The Crown Prosecution Service (CPS) has dropped its case against a Christian preacher who was arrested last year for continuing his street ministry during the United Kingdom's COVID-19 pandemic lockdown
Christian Concern reports on April 2, 2020, Mike Overd, 56, refused to stop his street ministry, which he has operated in Taunton town center in Somerset, England for over a decade.
Overd was preaching, offering prayer, and handing out Bibles in his usual spot during a time when all churches were ordered closed by the government. Police officers from Avon and Somerset confronted him after a member of the public filed a complaint.
The officers warned him that he had to go home under the new COVID-19 pandemic restrictions.
Overd, who works exclusively as a preacher and a lay minister, said he was fulfilling his duties as an evangelist, offering pastoral support to those struggling at a time of national crisis – while adhering to official social distancing rules of keeping two meters (more than 6.5 feet) apart.
He asked the police officers if the authorities were now "banning Christian workers from coming to help people?" according to the Christian Legal Center.
After he refused to leave, the officers packed up Overd's Bibles and removed him from the area. They also ticketed him with a fine of more than $82.
A year and a half later, Overd's case was set to be heard in court on Sept. 6. His attorneys from the Christian Legal Center argued to the CPS that the preacher had been out on the streets for the purposes of "voluntary or charitable services" under the COVID-19 regulations. They also argued that the regulations, as interpreted by the police officers on the day, were disproportionate and constituted unreasonable interference with Overd's rights under European law and English common law.
Expert Christian theologian, Dr. Martin Parsons, also filed a brief in Overd's case, telling the CPS that street preaching is an important part of Evangelical Christianity, even during epidemics.
He said there is: "a long and continuing practice of street preaching and other forms of open-air evangelism in the UK, which is seen by evangelical Christians as being an essential part of fulfilling Christ's command to preach the Gospel to all people, particularly those who are unlikely to ever enter a church…During times of epidemic this has been viewed as being particularly important as helping men and women to find 'peace with God'."
Parsons added that during the great plague of 1665, some of the largest numbers of deaths appear to have been among the clergy and Christian ministers because their ministry was to help people make "peace with God."
Following its review of Overd's case, the CPS announced it was dropping the case against him.
"This is a great victory for Jesus and for freedom of speech. It is a victory that you must be able to go out and preach the gospel, whether there is a terrible virus out there or not. If Christians are called to go, then go we must," Overd said in a statement. "Looking back to the start of the pandemic, I knew that something was not right with the power the police had been given by the government. It did not sit right with me sitting at home and not going out to preach when people were in need."

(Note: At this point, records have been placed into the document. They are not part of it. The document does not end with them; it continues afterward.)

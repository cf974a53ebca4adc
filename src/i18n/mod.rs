// SPDX-License-Identifier: MPL-2.0
//! Internationalization (i18n) support for the application.
//!
//! Every user-visible string on the page goes through Fluent, including the
//! interpolated toast messages. Translation files are embedded in the
//! binary; the active locale resolves from the CLI flag, then the saved
//! preference, then the OS locale, falling back to `en-US`.

pub mod fluent;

"At the time I was lambasted by many for being out seeking to bring a message of hope to people struggling at the start of this crisis. I lost close friends for the stand I took," he said.
"The fact that it has been quietly dropped today after dragging on for 18 months, shows that my case, and the laws in general, have been all about control and intimidation," Overd alleged.

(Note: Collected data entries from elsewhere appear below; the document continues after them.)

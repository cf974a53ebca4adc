// SPDX-License-Identifier: MPL-2.0
//! Scroll-reveal tracking for page regions.
//!
//! A [`RevealTracker`] watches registered page-space regions and latches each
//! one `active` the first time enough of it is visible in the scroll
//! viewport. Activation is a one-way latch: once a region has revealed, no
//! later scroll position can undo it. Regions registered as part of the
//! staggered group additionally receive an entrance delay proportional to
//! their position, so a row of cards reveals as a cascade.
//!
//! Regions span the full content width, so the visible-area fraction reduces
//! to the vertical overlap between the region and the viewport.

use std::time::{Duration, Instant};

/// Fraction of a region that must be visible before it reveals.
pub const VISIBILITY_THRESHOLD: f32 = 0.1;

/// The effective viewport bottom sits this many pixels above the real one,
/// so regions reveal only once they are decisively on screen.
pub const BOTTOM_BIAS: f32 = 50.0;

/// Entrance delay between consecutive members of the staggered group.
pub const STAGGER_STEP: Duration = Duration::from_millis(200);

/// How long a region's entrance animation runs once its delay has elapsed.
pub const ENTRANCE_RUN: Duration = Duration::from_millis(800);

/// A vertical slice of the page, in content coordinates.
#[derive(Debug, Clone, Copy, PartialEq)]
pub struct Region {
    pub top: f32,
    pub height: f32,
}

impl Region {
    #[must_use]
    pub const fn new(top: f32, height: f32) -> Self {
        Self { top, height }
    }

    /// Fraction of this region visible in `[offset_y, offset_y + viewport_height)`,
    /// with the bottom edge pulled up by [`BOTTOM_BIAS`].
    #[must_use]
    pub fn visible_fraction(&self, offset_y: f32, viewport_height: f32) -> f32 {
        if self.height <= 0.0 {
            return 0.0;
        }
        let viewport_bottom = offset_y + viewport_height - BOTTOM_BIAS;
        let overlap_top = self.top.max(offset_y);
        let overlap_bottom = (self.top + self.height).min(viewport_bottom);
        ((overlap_bottom - overlap_top) / self.height).clamp(0.0, 1.0)
    }
}

#[derive(Debug)]
struct Entry<K> {
    key: K,
    region: Region,
    staggered: bool,
    activated_at: Option<Instant>,
    entrance_delay: Duration,
    observed: bool,
}

/// Watches registered regions and reveals each one exactly once.
#[derive(Debug, Default)]
pub struct RevealTracker<K> {
    entries: Vec<Entry<K>>,
}

impl<K: Copy + PartialEq> RevealTracker<K> {
    #[must_use]
    pub fn new() -> Self {
        Self {
            entries: Vec::new(),
        }
    }

    /// Registers a region for observation.
    ///
    /// Re-registering an existing key updates its geometry but never clears
    /// an activation that already latched.
    pub fn observe(&mut self, key: K, region: Region) {
        self.insert(key, region, false);
    }

    /// Registers a region as a member of the staggered group.
    ///
    /// Group position follows registration order among staggered entries.
    pub fn observe_staggered(&mut self, key: K, region: Region) {
        self.insert(key, region, true);
    }

    fn insert(&mut self, key: K, region: Region, staggered: bool) {
        if let Some(entry) = self.entries.iter_mut().find(|entry| entry.key == key) {
            entry.region = region;
            entry.staggered = staggered;
        } else {
            self.entries.push(Entry {
                key,
                region,
                staggered,
                activated_at: None,
                entrance_delay: Duration::ZERO,
                observed: true,
            });
        }
    }

    /// Stops observing a key. The activation latch, if set, survives.
    pub fn release(&mut self, key: K) {
        if let Some(entry) = self.entries.iter_mut().find(|entry| entry.key == key) {
            entry.observed = false;
        }
    }

    /// Re-evaluates every observed region against the new viewport and
    /// returns the keys that just activated, in registration order.
    ///
    /// Activated regions are released automatically; with nothing registered
    /// this is a no-op.
    pub fn viewport_changed(
        &mut self,
        offset_y: f32,
        viewport_height: f32,
        now: Instant,
    ) -> Vec<K> {
        let mut activated = Vec::new();
        let mut staggered_activated = false;

        for entry in &mut self.entries {
            if !entry.observed || entry.activated_at.is_some() {
                continue;
            }
            let fraction = entry.region.visible_fraction(offset_y, viewport_height);
            if fraction >= VISIBILITY_THRESHOLD {
                entry.activated_at = Some(now);
                entry.observed = false;
                staggered_activated |= entry.staggered;
                activated.push(entry.key);
            }
        }

        // Any staggered activation reassigns the whole group's delays.
        // The assignment depends only on group order, so repeating it is
        // idempotent no matter which member fired.
        if staggered_activated {
            self.assign_staggered_delays();
        }

        activated
    }

    fn assign_staggered_delays(&mut self) {
        let mut position: u32 = 0;
        for entry in &mut self.entries {
            if entry.staggered {
                entry.entrance_delay = STAGGER_STEP * position;
                position += 1;
            }
        }
    }

    #[must_use]
    pub fn is_active(&self, key: K) -> bool {
        self.activated_at(key).is_some()
    }

    /// When the region activated, if it has.
    #[must_use]
    pub fn activated_at(&self, key: K) -> Option<Instant> {
        self.entries
            .iter()
            .find(|entry| entry.key == key)
            .and_then(|entry| entry.activated_at)
    }

    /// The entrance delay currently assigned to a key.
    ///
    /// Zero until the staggered group has seen its first activation.
    #[must_use]
    pub fn entrance_delay(&self, key: K) -> Duration {
        self.entries
            .iter()
            .find(|entry| entry.key == key)
            .map(|entry| entry.entrance_delay)
            .unwrap_or(Duration::ZERO)
    }

    /// Progress of a key's entrance animation in `[0, 1]`.
    ///
    /// Stays at zero while inactive or still inside the entrance delay, and
    /// saturates at one once the run completes.
    #[must_use]
    pub fn entrance_progress(&self, key: K, now: Instant) -> f32 {
        let Some(entry) = self.entries.iter().find(|entry| entry.key == key) else {
            return 0.0;
        };
        let Some(since) = entry.activated_at else {
            return 0.0;
        };
        let start = since + entry.entrance_delay;
        if now <= start {
            return 0.0;
        }
        let elapsed = now.saturating_duration_since(start);
        (elapsed.as_secs_f32() / ENTRANCE_RUN.as_secs_f32()).min(1.0)
    }

    /// Whether any entrance animation is still running.
    #[must_use]
    pub fn is_animating(&self, now: Instant) -> bool {
        self.entries.iter().any(|entry| {
            entry
                .activated_at
                .map(|since| now < since + entry.entrance_delay + ENTRANCE_RUN)
                .unwrap_or(false)
        })
    }

    #[must_use]
    pub fn len(&self) -> usize {
        self.entries.len()
    }

    #[must_use]
    pub fn is_empty(&self) -> bool {
        self.entries.is_empty()
    }

    #[must_use]
    pub fn active_count(&self) -> usize {
        self.entries
            .iter()
            .filter(|entry| entry.activated_at.is_some())
            .count()
    }
}

#[cfg(test)]
mod tests {
    use super::*;
    use crate::test_utils::{assert_abs_diff_eq, F32_EPSILON};

    const VIEWPORT_HEIGHT: f32 = 650.0;

    fn tracker_with_column() -> RevealTracker<u32> {
        // Four full-width cards stacked down the page.
        let mut tracker = RevealTracker::new();
        for i in 0..4u32 {
            tracker.observe_staggered(i, Region::new(1_000.0 + 300.0 * i as f32, 200.0));
        }
        tracker
    }

    #[test]
    fn nothing_activates_before_threshold() {
        let mut tracker = RevealTracker::new();
        tracker.observe(1u32, Region::new(1_000.0, 100.0));

        // Effective bottom = 0 + 1059 - 50 = 1009: 9% visible.
        let activated = tracker.viewport_changed(0.0, 1_059.0, Instant::now());
        assert!(activated.is_empty());
        assert!(!tracker.is_active(1));
    }

    #[test]
    fn activation_fires_at_threshold() {
        let mut tracker = RevealTracker::new();
        tracker.observe(1u32, Region::new(1_000.0, 100.0));

        // Effective bottom = 1010: exactly 10% visible.
        let activated = tracker.viewport_changed(0.0, 1_060.0, Instant::now());
        assert_eq!(activated, vec![1]);
        assert!(tracker.is_active(1));
    }

    #[test]
    fn bottom_bias_delays_activation_near_the_edge() {
        let region = Region::new(520.0, 100.0);

        // 40px of the region sits inside the literal viewport, but none of it
        // clears the biased bottom edge.
        assert_abs_diff_eq!(
            region.visible_fraction(0.0, 560.0),
            0.0,
            epsilon = F32_EPSILON
        );

        // Scrolled 60px further the region crosses the biased edge.
        assert!(region.visible_fraction(60.0, 560.0) >= VISIBILITY_THRESHOLD);
    }

    #[test]
    fn activation_latch_never_clears() {
        let mut tracker = RevealTracker::new();
        tracker.observe(1u32, Region::new(100.0, 200.0));

        let activated = tracker.viewport_changed(0.0, VIEWPORT_HEIGHT, Instant::now());
        assert_eq!(activated, vec![1]);

        // Scroll far away: visibility drops to zero, the latch holds.
        let activated = tracker.viewport_changed(10_000.0, VIEWPORT_HEIGHT, Instant::now());
        assert!(activated.is_empty());
        assert!(tracker.is_active(1));

        // Even a re-registration keeps the latch.
        tracker.observe(1u32, Region::new(100.0, 200.0));
        assert!(tracker.is_active(1));
    }

    #[test]
    fn regions_only_activate_once() {
        let mut tracker = RevealTracker::new();
        tracker.observe(1u32, Region::new(100.0, 200.0));

        let now = Instant::now();
        let first = tracker.viewport_changed(0.0, VIEWPORT_HEIGHT, now);
        let second = tracker.viewport_changed(0.0, VIEWPORT_HEIGHT, now);

        assert_eq!(first, vec![1]);
        assert!(second.is_empty());
        assert_eq!(tracker.active_count(), 1);
    }

    #[test]
    fn released_regions_never_activate() {
        let mut tracker = RevealTracker::new();
        tracker.observe(1u32, Region::new(100.0, 200.0));
        tracker.release(1);

        let activated = tracker.viewport_changed(0.0, VIEWPORT_HEIGHT, Instant::now());
        assert!(activated.is_empty());
        assert!(!tracker.is_active(1));
    }

    #[test]
    fn empty_tracker_is_a_no_op() {
        let mut tracker: RevealTracker<u32> = RevealTracker::new();
        assert!(tracker
            .viewport_changed(0.0, VIEWPORT_HEIGHT, Instant::now())
            .is_empty());
        assert!(tracker.is_empty());
    }

    #[test]
    fn staggered_delays_follow_group_position() {
        let mut tracker = tracker_with_column();

        // Scroll straight to the third card; it activates first.
        let activated = tracker.viewport_changed(1_600.0, VIEWPORT_HEIGHT, Instant::now());
        assert!(activated.contains(&2));

        // Delays depend only on group order, not on who activated.
        for i in 0..4u32 {
            assert_eq!(tracker.entrance_delay(i), STAGGER_STEP * i);
        }
    }

    #[test]
    fn stagger_assignment_is_idempotent_across_activation_orders() {
        let mut forward = tracker_with_column();
        let mut backward = tracker_with_column();
        let now = Instant::now();

        forward.viewport_changed(900.0, VIEWPORT_HEIGHT, now);
        forward.viewport_changed(2_000.0, VIEWPORT_HEIGHT, now);

        backward.viewport_changed(2_000.0, VIEWPORT_HEIGHT, now);
        backward.viewport_changed(900.0, VIEWPORT_HEIGHT, now);

        for i in 0..4u32 {
            assert_eq!(forward.entrance_delay(i), backward.entrance_delay(i));
            assert_eq!(forward.entrance_delay(i), STAGGER_STEP * i);
        }
    }

    #[test]
    fn solo_regions_do_not_join_the_staggered_group() {
        let mut tracker = tracker_with_column();
        tracker.observe(99u32, Region::new(0.0, 300.0));
        assert_eq!(tracker.len(), 5);

        tracker.viewport_changed(1_000.0, VIEWPORT_HEIGHT, Instant::now());
        assert_eq!(tracker.entrance_delay(99), Duration::ZERO);
    }

    #[test]
    fn entrance_progress_waits_for_the_delay() {
        let mut tracker = tracker_with_column();
        let t0 = Instant::now();
        tracker.viewport_changed(1_300.0, VIEWPORT_HEIGHT, t0);
        assert!(tracker.is_active(1));

        let delay = tracker.entrance_delay(1);
        assert_eq!(delay, STAGGER_STEP);

        // Still inside the delay: no movement.
        assert_abs_diff_eq!(
            tracker.entrance_progress(1, t0 + Duration::from_millis(100)),
            0.0,
            epsilon = F32_EPSILON
        );

        // Halfway through the run.
        let halfway = t0 + delay + Duration::from_millis(400);
        assert_abs_diff_eq!(
            tracker.entrance_progress(1, halfway),
            0.5,
            epsilon = 1e-3
        );

        // Saturates at one.
        let done = t0 + delay + ENTRANCE_RUN + Duration::from_millis(50);
        assert_abs_diff_eq!(tracker.entrance_progress(1, done), 1.0, epsilon = F32_EPSILON);
    }

    #[test]
    fn is_animating_tracks_running_entrances() {
        let mut tracker = tracker_with_column();
        let t0 = Instant::now();
        tracker.viewport_changed(1_300.0, VIEWPORT_HEIGHT, t0);

        assert!(tracker.is_animating(t0 + Duration::from_millis(100)));

        // Past the last delay plus the run, everything has settled.
        let settled = t0 + STAGGER_STEP * 3 + ENTRANCE_RUN + Duration::from_millis(10);
        assert!(!tracker.is_animating(settled));
    }

    #[test]
    fn inactive_regions_report_zero_progress() {
        let tracker = tracker_with_column();
        assert_abs_diff_eq!(
            tracker.entrance_progress(0, Instant::now()),
            0.0,
            epsilon = F32_EPSILON
        );
        assert!(!tracker.is_animating(Instant::now()));
    }
}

"A year and a half on, with draconian measures still in place and more Christian preachers being arrested than ever before, I knew I was right to take a stand and I am glad to have been vindicated," he continued.

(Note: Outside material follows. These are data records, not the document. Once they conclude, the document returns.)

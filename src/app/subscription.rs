// SPDX-License-Identifier: MPL-2.0
//! Event subscriptions for the application.
//!
//! Routes native window and pointer events into top-level messages, and
//! provides the animation tick that only runs while something is moving.

use super::{Message, FRAME_INTERVAL};
use iced::{event, mouse, time, window, Subscription};

/// Window lifecycle and pointer events the update loop cares about.
///
/// Pointer positions are forwarded regardless of capture status: the
/// parallax field tracks the pointer across the whole window, including
/// spans where some widget is handling the same event.
pub fn create_event_subscription() -> Subscription<Message> {
    event::listen_with(|event, _status, window_id| match event {
        event::Event::Window(window::Event::Opened { .. }) => Some(Message::WindowOpened),
        event::Event::Window(window::Event::CloseRequested) => {
            Some(Message::WindowCloseRequested(window_id))
        }
        event::Event::Window(window::Event::Resized(size)) => {
            Some(Message::WindowResized(size))
        }
        event::Event::Window(window::Event::Focused) => Some(Message::WindowFocused),
        event::Event::Window(window::Event::Unfocused) => Some(Message::WindowUnfocused),
        event::Event::Mouse(mouse::Event::CursorMoved { position }) => {
            Some(Message::PointerMoved(position))
        }
        event::Event::Mouse(mouse::Event::CursorLeft) => Some(Message::PointerLeft),
        _ => None,
    })
}

/// Emits animation frames while any animation or pending debounce needs them.
pub fn create_tick_subscription(animating: bool) -> Subscription<Message> {
    if animating {
        time::every(FRAME_INTERVAL).map(Message::Tick)
    } else {
        Subscription::none()
    }
}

"It was always wrong for Christian ministries and churches to be shut down at such a moment of need. Never in our history have so many Christians that sought to support the most vulnerable in our communities been treated so badly by the authorities," Overd said.
Andrea Williams, chief executive officer of the Christian Legal Center, said even when the government's pandemic regulations required people to surrender their basic freedoms, many Christians refused to stop helping people.
"For that many have been disproportionately punished," she said.
"Mike is one of many Christian preachers and outreach workers who have been intimidated and fined during this crisis, but who have ultimately been vindicated and told they have not done anything wrong.
"Christian street preachers are now being arrested every month in the UK for preaching the gospel. This is a phenomenon in our history unique only to the 21st century," Williams noted.
"The powers given to the police during this time have set a dangerous precedent, which are continuing to have a ripple effect despite a return to relative normality," she explained.
"We said at the time when this story happened that the coronavirus regulations would have far-reaching implications for Christian freedoms in the UK, and this has proven to be so," Williams concluded.
As the pandemic unfolded, there were numerous incidents of Christian preachers being arrested and police raiding and shutting down places of worship as a result of the regulations, according to Christian Concern.
The BBC reported back in April that 85,000 COVID fines had been issued. There have been calls for them to be reviewed and even scrapped entirely with many cases clogging up a legal system already under strain.